The line containing "use seqsearch::search;" marks the end: write out exactly every line from the first line of the data below through that line, and only those.

□ □ □

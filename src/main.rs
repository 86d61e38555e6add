#[macro_use]
extern crate log;
use std::{
    fs::File,
    io::{prelude::*, stdout, BufWriter},
    path::Path,
    process::ExitCode,
};

use anyhow::{Context, Result};
use clap::Parser;

use seqsearch::cli::{self, Cli};
use seqsearch::io::OutputStyle;
use seqsearch::search;

/// Creates a `BufWriter` for the given output option. This allows for an output file to be passed
/// or otherwise will default to using standard output.
///
/// If `output` is `Some`, it creates a file at the specified path and returns a `BufWriter` for it.
/// If `output` is `None`, it returns a `BufWriter` for the standard output.
fn get_writer(output: &Option<String>) -> Result<impl Write> {
    // get output as a BufWriter - equal to stdout if None
    let writer = BufWriter::new(match output {
        Some(ref x) => {
            let file = File::create(Path::new(x))
                .with_context(|| format!("Unable to create output file {x}"))?;
            Box::new(file) as Box<dyn Write + Send>
        }
        None => Box::new(stdout()) as Box<dyn Write + Send>,
    });
    Ok(writer)
}

fn try_main(cli: Cli) -> Result<()> {
    debug!("seqsearch v{}", cli::VERSION);

    let style = match cli.json {
        true => OutputStyle::Json,
        false => OutputStyle::Text,
    };

    let mut writer = get_writer(&cli.output)?;

    search::search(
        &cli.filename,
        &cli.partial_sequence_name,
        cli.format,
        &mut writer,
        style,
    )?;

    Ok(())
}

fn main() -> ExitCode {
    env_logger::Builder::from_env(env_logger::Env::default().default_filter_or("info"))
        .format_target(false)
        .init();

    // usage errors exit with 1; --help and --version still exit successfully
    let cli = match Cli::try_parse() {
        Ok(cli) => cli,
        Err(e) if e.use_stderr() => {
            let _ = e.print();
            return ExitCode::FAILURE;
        }
        Err(e) => e.exit(),
    };

    if let Err(err) = try_main(cli) {
        eprintln!("Error: {err}");

        // report any underlying causes
        err.chain()
            .skip(1)
            .for_each(|cause| error!("  because: {}", cause));

        return ExitCode::FAILURE;
    }

    ExitCode::SUCCESS
}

□ □ □

> _Completed exercise_:
filename src/main.rs
repository 86d61e38555e6add
#[macro_use]
extern crate log;
use std::{
    fs::File,
    io::{prelude::*, stdout, BufWriter},
    path::Path,
    process::ExitCode,
};

use anyhow::{Context, Result};
use clap::Parser;

use seqsearch::cli::{self, Cli};
use seqsearch::io::OutputStyle;
use seqsearch::search;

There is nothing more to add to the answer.